[Extracted records]
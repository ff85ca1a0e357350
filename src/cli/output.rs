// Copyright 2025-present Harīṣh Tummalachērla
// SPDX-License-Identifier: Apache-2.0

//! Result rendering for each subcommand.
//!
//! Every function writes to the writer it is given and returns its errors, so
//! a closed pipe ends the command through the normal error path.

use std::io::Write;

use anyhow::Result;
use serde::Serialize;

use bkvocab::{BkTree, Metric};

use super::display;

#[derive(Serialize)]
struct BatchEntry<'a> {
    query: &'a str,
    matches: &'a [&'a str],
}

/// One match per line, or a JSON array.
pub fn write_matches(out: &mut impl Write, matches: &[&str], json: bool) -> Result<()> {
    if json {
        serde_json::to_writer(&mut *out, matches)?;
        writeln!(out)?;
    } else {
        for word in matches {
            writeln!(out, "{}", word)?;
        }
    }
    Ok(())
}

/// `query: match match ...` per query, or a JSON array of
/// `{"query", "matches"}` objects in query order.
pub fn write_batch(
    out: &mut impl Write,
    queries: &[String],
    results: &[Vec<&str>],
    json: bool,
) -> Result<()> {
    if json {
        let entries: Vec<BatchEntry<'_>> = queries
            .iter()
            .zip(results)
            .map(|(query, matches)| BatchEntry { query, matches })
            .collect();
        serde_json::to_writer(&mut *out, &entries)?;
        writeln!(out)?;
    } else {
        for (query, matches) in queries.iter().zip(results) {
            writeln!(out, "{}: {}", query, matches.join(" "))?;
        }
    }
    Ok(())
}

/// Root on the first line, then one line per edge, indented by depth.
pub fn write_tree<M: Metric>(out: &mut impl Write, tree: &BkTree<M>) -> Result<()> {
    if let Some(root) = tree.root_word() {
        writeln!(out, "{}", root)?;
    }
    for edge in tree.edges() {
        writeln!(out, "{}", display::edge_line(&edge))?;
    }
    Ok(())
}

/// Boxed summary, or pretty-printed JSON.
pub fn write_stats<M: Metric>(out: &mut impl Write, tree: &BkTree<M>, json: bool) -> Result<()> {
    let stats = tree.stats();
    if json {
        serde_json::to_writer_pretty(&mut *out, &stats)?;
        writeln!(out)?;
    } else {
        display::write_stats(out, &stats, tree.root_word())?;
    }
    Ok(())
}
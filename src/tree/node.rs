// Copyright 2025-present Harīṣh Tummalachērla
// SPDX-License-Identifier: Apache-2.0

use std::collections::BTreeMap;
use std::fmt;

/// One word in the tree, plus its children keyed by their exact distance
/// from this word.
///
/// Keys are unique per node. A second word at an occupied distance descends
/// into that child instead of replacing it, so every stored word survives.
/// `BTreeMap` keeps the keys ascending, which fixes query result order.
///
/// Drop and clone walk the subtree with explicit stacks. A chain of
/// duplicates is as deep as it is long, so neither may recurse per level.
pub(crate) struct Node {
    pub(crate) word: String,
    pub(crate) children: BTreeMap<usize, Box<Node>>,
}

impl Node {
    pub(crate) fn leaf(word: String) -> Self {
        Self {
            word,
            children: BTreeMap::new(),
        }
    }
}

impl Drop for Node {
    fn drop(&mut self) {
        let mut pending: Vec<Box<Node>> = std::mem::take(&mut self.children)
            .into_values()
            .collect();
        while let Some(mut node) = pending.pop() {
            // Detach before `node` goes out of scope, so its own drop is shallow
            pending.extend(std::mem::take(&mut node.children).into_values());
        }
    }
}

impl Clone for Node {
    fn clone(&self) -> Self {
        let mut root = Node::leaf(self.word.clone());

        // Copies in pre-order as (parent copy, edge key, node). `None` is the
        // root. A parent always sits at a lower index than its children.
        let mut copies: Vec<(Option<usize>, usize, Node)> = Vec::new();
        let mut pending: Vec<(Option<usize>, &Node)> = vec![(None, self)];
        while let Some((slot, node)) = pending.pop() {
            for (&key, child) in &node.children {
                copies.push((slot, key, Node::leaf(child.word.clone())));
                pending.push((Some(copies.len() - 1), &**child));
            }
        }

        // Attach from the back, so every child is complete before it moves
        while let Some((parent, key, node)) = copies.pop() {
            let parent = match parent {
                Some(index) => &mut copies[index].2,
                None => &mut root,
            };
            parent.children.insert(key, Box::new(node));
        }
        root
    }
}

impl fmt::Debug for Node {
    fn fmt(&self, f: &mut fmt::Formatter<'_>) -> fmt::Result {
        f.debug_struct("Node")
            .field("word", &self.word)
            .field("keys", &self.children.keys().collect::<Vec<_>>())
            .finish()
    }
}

> What is being asked:
Repeat each of the entries exactly.

> Solution to the problem:
repository ff85ca1a0e357350
filename src/cli/output.rs
// Copyright 2025-present Harīṣh Tummalachērla
// SPDX-License-Identifier: Apache-2.0

//! Result rendering for each subcommand.
//!
//! Every function writes to the writer it is given and returns its errors, so
//! a closed pipe ends the command through the normal error path.

use std::io::Write;

use anyhow::Result;
use serde::Serialize;

use bkvocab::{BkTree, Metric};

use super::display;

#[derive(Serialize)]
struct BatchEntry<'a> {
    query: &'a str,
    matches: &'a [&'a str],
}

/// One match per line, or a JSON array.
pub fn write_matches(out: &mut impl Write, matches: &[&str], json: bool) -> Result<()> {
    if json {
        serde_json::to_writer(&mut *out, matches)?;
        writeln!(out)?;
    } else {
        for word in matches {
            writeln!(out, "{}", word)?;
        }
    }
    Ok(())
}

/// `query: match match ...` per query, or a JSON array of
/// `{"query", "matches"}` objects in query order.
pub fn write_batch(
    out: &mut impl Write,
    queries: &[String],
    results: &[Vec<&str>],
    json: bool,
) -> Result<()> {
    if json {
        let entries: Vec<BatchEntry<'_>> = queries
            .iter()
            .zip(results)
            .map(|(query, matches)| BatchEntry { query, matches })
            .collect();
        serde_json::to_writer(&mut *out, &entries)?;
        writeln!(out)?;
    } else {
        for (query, matches) in queries.iter().zip(results) {
            writeln!(out, "{}: {}", query, matches.join(" "))?;
        }
    }
    Ok(())
}

/// Root on the first line, then one line per edge, indented by depth.
pub fn write_tree<M: Metric>(out: &mut impl Write, tree: &BkTree<M>) -> Result<()> {
    if let Some(root) = tree.root_word() {
        writeln!(out, "{}", root)?;
    }
    for edge in tree.edges() {
        writeln!(out, "{}", display::edge_line(&edge))?;
    }
    Ok(())
}

/// Boxed summary, or pretty-printed JSON.
pub fn write_stats<M: Metric>(out: &mut impl Write, tree: &BkTree<M>, json: bool) -> Result<()> {
    let stats = tree.stats();
    if json {
        serde_json::to_writer_pretty(&mut *out, &stats)?;
        writeln!(out)?;
    } else {
        display::write_stats(out, &stats, tree.root_word())?;
    }
    Ok(())
}
filename src/tree/node.rs
// Copyright 2025-present Harīṣh Tummalachērla
// SPDX-License-Identifier: Apache-2.0

use std::collections::BTreeMap;
use std::fmt;

/// One word in the tree, plus its children keyed by their exact distance
/// from this word.
///
/// Keys are unique per node. A second word at an occupied distance descends
/// into that child instead of replacing it, so every stored word survives.
/// `BTreeMap` keeps the keys ascending, which fixes query result order.
///
/// Drop and clone walk the subtree with explicit stacks. A chain of
/// duplicates is as deep as it is long, so neither may recurse per level.
pub(crate) struct Node {
    pub(crate) word: String,
    pub(crate) children: BTreeMap<usize, Box<Node>>,
}

impl Node {
    pub(crate) fn leaf(word: String) -> Self {
        Self {
            word,
            children: BTreeMap::new(),
        }
    }
}

impl Drop for Node {
    fn drop(&mut self) {
        let mut pending: Vec<Box<Node>> = std::mem::take(&mut self.children)
            .into_values()
            .collect();
        while let Some(mut node) = pending.pop() {
            // Detach before `node` goes out of scope, so its own drop is shallow
            pending.extend(std::mem::take(&mut node.children).into_values());
        }
    }
}

impl Clone for Node {
    fn clone(&self) -> Self {
        let mut root = Node::leaf(self.word.clone());

        // Copies in pre-order as (parent copy, edge key, node). `None` is the
        // root. A parent always sits at a lower index than its children.
        let mut copies: Vec<(Option<usize>, usize, Node)> = Vec::new();
        let mut pending: Vec<(Option<usize>, &Node)> = vec![(None, self)];
        while let Some((slot, node)) = pending.pop() {
            for (&key, child) in &node.children {
                copies.push((slot, key, Node::leaf(child.word.clone())));
                pending.push((Some(copies.len() - 1), &**child));
            }
        }

        // Attach from the back, so every child is complete before it moves
        while let Some((parent, key, node)) = copies.pop() {
            let parent = match parent {
                Some(index) => &mut copies[index].2,
                None => &mut root,
            };
            parent.children.insert(key, Box::new(node));
        }
        root
    }
}

impl fmt::Debug for Node {
    fn fmt(&self, f: &mut fmt::Formatter<'_>) -> fmt::Result {
        f.debug_struct("Node")
            .field("word", &self.word)
            .field("keys", &self.children.keys().collect::<Vec<_>>())
            .finish()
    }
}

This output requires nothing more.